A goal of interrogation is to repeatedly break you and then put you back together until the parts can be manipulated. You become the interrogators’ creation…. The memory of what I have described depresses me deeply to this day. It does something to the soul; it felt like something had died inside me….
My end of the bargain was that I had to verbally repeat my story, agreeing with anything they added, even when they dictated my thoughts, beliefs and actions incorrectly. They also fed me things to say about other detainees as well. I did so obediently, even though I knew they were all lies. I struggled terribly with this and hated every minute of it, especially when they brought up other detainees. I searched desperately for the courage to resist and renege on the deal. I had no recourse. I had crumbled and was fully theirs.
Up until now, the primary narrative surrounding the torture scandal has been about the purported efficacy of using torture to produce intelligence in the “war on terror.” But the new Jessen material demonstrates that the program used as the basis for the “reverse-engineering” of the SERE torture techniques was a full-blown exploitation program, whose aims went far beyond the mere elicitation of information, but included the physical and psychological pressures to produce absolute compliance in prisoners for the purpose of false confessions, show trials, recruitment of spies, and medical experimentation.
As Capt.
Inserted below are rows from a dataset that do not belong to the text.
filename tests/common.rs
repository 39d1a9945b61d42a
// ABOUTME: Shared test utilities and fixtures for integration tests
// ABOUTME: Provides logging setup, seeded stores, and request builders
//
// Licensed under either of Apache License, Version 2.0 or MIT License at your option.
// Copyright ©2025 Nutrigap Project
#![allow(
    dead_code,
    clippy::wildcard_in_or_patterns,
    clippy::missing_errors_doc,
    clippy::missing_panics_doc,
    clippy::must_use_candidate,
    clippy::module_name_repetitions
)]
//! Shared test utilities for `nutrigap`
//!
//! This module provides common fixture setup functions to reduce
//! duplication across integration tests.

use anyhow::Result;
use nutrigap::models::{
    ConsumptionUpdate, KitNutrient, Nutrient, NutrientUnit, RecommendedIntakeUpdate, SupplementKit,
};
use nutrigap::seed::seed_store;
use nutrigap::storage::InMemoryStore;
use rust_decimal::Decimal;
use std::sync::Once;
use uuid::Uuid;

static INIT_LOGGER: Once = Once::new();

/// Initialize quiet logging for tests (call once per test process)
pub fn init_test_logging() {
    INIT_LOGGER.call_once(|| {
        // Check for TEST_LOG environment variable to control test logging level
        let log_level = match std::env::var("TEST_LOG").as_deref() {
            Ok("TRACE") => tracing::Level::TRACE,
            Ok("DEBUG") => tracing::Level::DEBUG,
            Ok("INFO") => tracing::Level::INFO,
            Ok("WARN" | "ERROR") | _ => tracing::Level::WARN, // Default to WARN for quiet tests
        };

        tracing_subscriber::fmt()
            .with_max_level(log_level)
            .with_test_writer()
            .init();
    });
}

/// Standard fixture: a store seeded with the default nutrient catalog,
/// daily targets, and the demo supplement kits
pub async fn create_seeded_store() -> Result<InMemoryStore> {
    init_test_logging();
    let store = InMemoryStore::new();
    seed_store(&store).await?;
    Ok(store)
}

/// Empty store with logging initialized
pub fn create_empty_store() -> InMemoryStore {
    init_test_logging();
    InMemoryStore::new()
}

/// Build a consumption update row
pub fn consumption(nutrient_id: Uuid, amount: i64) -> ConsumptionUpdate {
    ConsumptionUpdate {
        nutrient_id,
        consumed_amount: Decimal::from(amount),
    }
}

/// Build a recommended intake update row
pub fn intake_target(nutrient_id: Uuid, amount: i64) -> RecommendedIntakeUpdate {
    RecommendedIntakeUpdate {
        nutrient_id,
        recommended_amount: Decimal::from(amount),
    }
}

/// Build a nutrient reference row with a fresh id
pub fn nutrient(name: &str, unit: NutrientUnit) -> Nutrient {
    Nutrient {
        id: Uuid::new_v4(),
        name: name.to_owned(),
        unit,
    }
}

/// Build a supplement kit with a fresh id from (nutrient id, amount) pairs
pub fn kit(name: &str, nutrients: &[(Uuid, i64)]) -> SupplementKit {
    SupplementKit {
        id: Uuid::new_v4(),
        name: name.to_owned(),
        nutrients: nutrients
            .iter()
            .map(|&(nutrient_id, amount)| KitNutrient {
                nutrient_id,
                amount: Decimal::from(amount),
            })
            .collect(),
    }
}
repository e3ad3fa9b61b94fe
//! Key derivation: free-text titles -> partition/row key strings.

use regex::Regex;
use std::sync::OnceLock;

/// Partition key shared by every module record.
pub const MODULE_PARTITION: &str = "default";

fn non_key_chars() -> &'static Regex {
    static RE: OnceLock<Regex> = OnceLock::new();
    RE.get_or_init(|| Regex::new(r"[^a-z_]").expect("static key pattern"))
}

/// Lowercase, spaces to underscores, then drop everything outside `[a-z_]`.
/// e.g. "Daily Life!" -> "daily_life", "Café" -> "caf"
pub fn normalize(text: &str) -> String {
    let lowered = text.to_lowercase().replace(' ', "_");
    non_key_chars().replace_all(&lowered, "").into_owned()
}
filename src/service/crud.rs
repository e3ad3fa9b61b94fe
//! Generic entity CRUD over the table store: validate, derive keys, single point writes.

use crate::error::AppError;
use crate::model::Entity;
use crate::service::pagination::{Page, PageRequest};
use crate::service::validation::RequestValidator;
use crate::store::{NewEntity, StoreError, TableEntity, TableStore};
use serde_json::{Map, Value};
use std::marker::PhantomData;
use std::sync::Arc;

pub struct EntityService<E> {
    store: Arc<dyn TableStore>,
    _entity: PhantomData<fn() -> E>,
}

impl<E> Clone for EntityService<E> {
    fn clone(&self) -> Self {
        EntityService {
            store: Arc::clone(&self.store),
            _entity: PhantomData,
        }
    }
}

impl<E: Entity> EntityService<E> {
    pub fn new(store: Arc<dyn TableStore>) -> Self {
        EntityService {
            store,
            _entity: PhantomData,
        }
    }

    /// Validate, derive the key and insert. An existing record at the key is a conflict.
    pub async fn create(&self, fields: Map<String, Value>) -> Result<TableEntity, AppError> {
        RequestValidator::validate(&fields, &E::SCHEMA)?;
        let entity = Self::typed(fields)?;
        let key = entity.derive_key();
        let properties = entity.into_properties()?;
        let stored = self
            .store
            .create_entity(E::TABLE, NewEntity::new(key.partition_key, key.row_key, properties))
            .await
            .map_err(|e| match e {
                conflict @ StoreError::Conflict { .. } => AppError::Conflict(conflict.to_string()),
                other => AppError::Store(other),
            })?;
        tracing::info!(
            table = %E::TABLE,
            partition_key = %stored.partition_key,
            row_key = %stored.row_key,
            "created"
        );
        Ok(stored)
    }

    /// One page of the records stored under `partition_key`, in row key order.
    pub async fn list_partition(&self, partition_key: &str, request: &PageRequest) -> Result<Page, AppError> {
        let page = self
            .store
            .query_partition(
                E::TABLE,
                partition_key,
                request.page_size,
                request.continuation.as_ref(),
            )
            .await?;
        Ok(page.into())
    }

    /// Replace the non-key fields of an existing record.
    /// The existence check and the write are separate store calls; a record removed in between
    /// surfaces as an internal error.
    pub async fn update(
        &self,
        partition_key: &str,
        row_key: &str,
        fields: Map<String, Value>,
    ) -> Result<TableEntity, AppError> {
        self.update_with(partition_key, row_key, || Ok(fields)).await
    }

    /// Like `update`, but the payload is only produced once the record is known to exist,
    /// so a missing record is reported before anything about the body.
    pub async fn update_with<F>(&self, partition_key: &str, row_key: &str, fields: F) -> Result<TableEntity, AppError>
    where
        F: FnOnce() -> Result<Map<String, Value>, AppError>,
    {
        let existing = self.require_existing(partition_key, row_key).await?;
        tracing::debug!(table = %E::TABLE, existing = ?existing.properties, "replacing");
        let fields = fields()?;
        RequestValidator::validate(&fields, &E::SCHEMA)?;
        let entity = Self::typed(fields)?;
        entity.check_update(row_key)?;
        let properties = entity.into_properties()?;
        let stored = self
            .store
            .update_entity(E::TABLE, NewEntity::new(partition_key, row_key, properties))
            .await
            .map_err(|e| {
                tracing::warn!(table = %E::TABLE, %partition_key, %row_key, error = %e, "update failed");
                AppError::Internal(e.to_string())
            })?;
        tracing::info!(table = %E::TABLE, %partition_key, %row_key, "updated");
        Ok(stored)
    }

    pub async fn delete(&self, partition_key: &str, row_key: &str) -> Result<(), AppError> {
        self.require_existing(partition_key, row_key).await?;
        self.store
            .delete_entity(E::TABLE, partition_key, row_key)
            .await
            .map_err(|e| {
                tracing::warn!(table = %E::TABLE, %partition_key, %row_key, error = %e, "delete failed");
                AppError::Internal(e.to_string())
            })?;
        tracing::info!(table = %E::TABLE, %partition_key, %row_key, "deleted");
        Ok(())
    }

    async fn require_existing(&self, partition_key: &str, row_key: &str) -> Result<TableEntity, AppError> {
        self.store
            .get_entity(E::TABLE, partition_key, row_key)
            .await?
            .ok_or_else(|| AppError::NotFound(format!("{} {}/{}", E::TABLE, partition_key, row_key)))
    }

    fn typed(fields: Map<String, Value>) -> Result<E, AppError> {
        serde_json::from_value(Value::Object(fields)).map_err(|e| AppError::Validation(e.to_string()))
    }
}
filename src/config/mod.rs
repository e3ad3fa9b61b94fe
pub mod settings;

pub use settings::*;
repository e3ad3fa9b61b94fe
pub mod json_object;

pub use json_object::JsonObject;
//! Extract a request body that must be a JSON object.

use crate::error::AppError;
use async_trait::async_trait;
use axum::body::Bytes;
use axum::extract::{FromRequest, Request};
use serde_json::{Map, Value};

const NOT_AN_OBJECT: &str = "Please pass a JSON object in the request body";

/// Body as a loose field map. Empty, malformed or non-object bodies are a 400.
/// The content type is not checked; the body is parsed as JSON regardless.
#[derive(Clone, Debug)]
pub struct JsonObject(pub Map<String, Value>);

impl JsonObject {
    /// Parse raw body bytes. Handlers that must check something before looking at the body
    /// take `Bytes` and call this afterwards.
    pub fn parse(body: &[u8]) -> Result<Map<String, Value>, AppError> {
        if body.iter().all(u8::is_ascii_whitespace) {
            return Err(AppError::BadRequest(NOT_AN_OBJECT.into()));
        }
        match serde_json::from_slice::<Value>(body) {
            Ok(Value::Object(map)) => Ok(map),
            Ok(_) => Err(AppError::BadRequest(NOT_AN_OBJECT.into())),
            Err(e) => Err(AppError::BadRequest(format!("invalid JSON body: {}", e))),
        }
    }
}

#[async_trait]
impl<S> FromRequest<S> for JsonObject
where
    S: Send + Sync,
{
    type Rejection = AppError;

    async fn from_request(req: Request, state: &S) -> Result<Self, Self::Rejection> {
        let body = Bytes::from_request(req, state)
            .await
            .map_err(|rejection| AppError::BadRequest(rejection.body_text()))?;
        Self::parse(&body).map(JsonObject)
    }
}

#[cfg(test)]
mod tests {
    use super::*;

    fn message(result: Result<Map<String, Value>, AppError>) -> String {
        match result {
            Err(AppError::BadRequest(m)) => m,
            other => panic!("expected bad request, got {:?}", other),
        }
    }

    #[test]
    fn test_parse_object() {
        let map = JsonObject::parse(br#"{"title": "Basics", "order": 1}"#).unwrap();
        assert_eq!(map["title"], "Basics");
        assert_eq!(map["order"], 1);
    }

    #[test]
    fn test_parse_rejects_empty_and_non_objects() {
        assert_eq!(message(JsonObject::parse(b"")), NOT_AN_OBJECT);
        assert_eq!(message(JsonObject::parse(b"  \n")), NOT_AN_OBJECT);
        assert_eq!(message(JsonObject::parse(b"[1, 2]")), NOT_AN_OBJECT);
        assert_eq!(message(JsonObject::parse(b"null")), NOT_AN_OBJECT);
        assert!(message(JsonObject::parse(b"{nope")).starts_with("invalid JSON body"));
    }
}
//! Vocard server: loads settings from the environment (and `.env`), connects the table store,
//! configures the generation client and serves all routes.
//!
//! Run from repo root: `cargo run -p vocard-server`

use std::sync::Arc;
use tokio::net::TcpListener;
use vocard::{
    app, AppState, MemoryTableStore, OpenAiGenerator, PgTableStore, Settings, StorageBackend, TableStore,
    TextGenerator, UnconfiguredGenerator,
};

#[tokio::main]
async fn main() -> Result<(), Box<dyn std::error::Error>> {
    dotenvy::dotenv().ok();
    tracing_subscriber::fmt()
        .with_env_filter(
            tracing_subscriber::EnvFilter::try_from_default_env()
                .unwrap_or_else(|_| tracing_subscriber::EnvFilter::new("vocard=info,vocard_server=info,tower_http=info")),
        )
        .init();

    let settings = Settings::from_env()?;

    let store: Arc<dyn TableStore> = match &settings.storage.backend {
        StorageBackend::Memory => {
            tracing::warn!("using in-memory table store; data is lost on restart");
            Arc::new(MemoryTableStore::new())
        }
        StorageBackend::Postgres { url } => Arc::new(
            PgTableStore::connect(url, &settings.storage.schema, settings.storage.max_connections).await?,
        ),
    };

    let generator: Arc<dyn TextGenerator> = if settings.generation.api_key.is_some() {
        Arc::new(OpenAiGenerator::new(&settings.generation)?)
    } else {
        tracing::warn!("OPENAI_API_KEY not set; generation endpoints will fail");
        Arc::new(UnconfiguredGenerator)
    };

    let state = AppState::new(store, generator);
    let router = app(state, settings.server.body_limit);

    let listener = TcpListener::bind(&settings.server.bind_addr).await?;
    tracing::info!("vocard listening on {}", listener.local_addr()?);
    axum::serve(listener, router).await?;
    Ok(())
}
Kearns is quoted in the Truthout article, “The Jessen notes clearly state the totality of what was being reverse-engineered – not just ‘enhanced interrogation techniques,’ but an entire program of exploitation of prisoners using torture as a central pillar.”
It will be up to the press and the blogosphere to make the full reality of the Bush-era torture program fully understood to the population at large, to weave the kinds of information provided here into the narrative of events. Only when the full extent of this program is revealed, can we begin to take steps to end such heinous activities, and bring to justice those who sought a number of nefarious ends through means almost too awful to recount.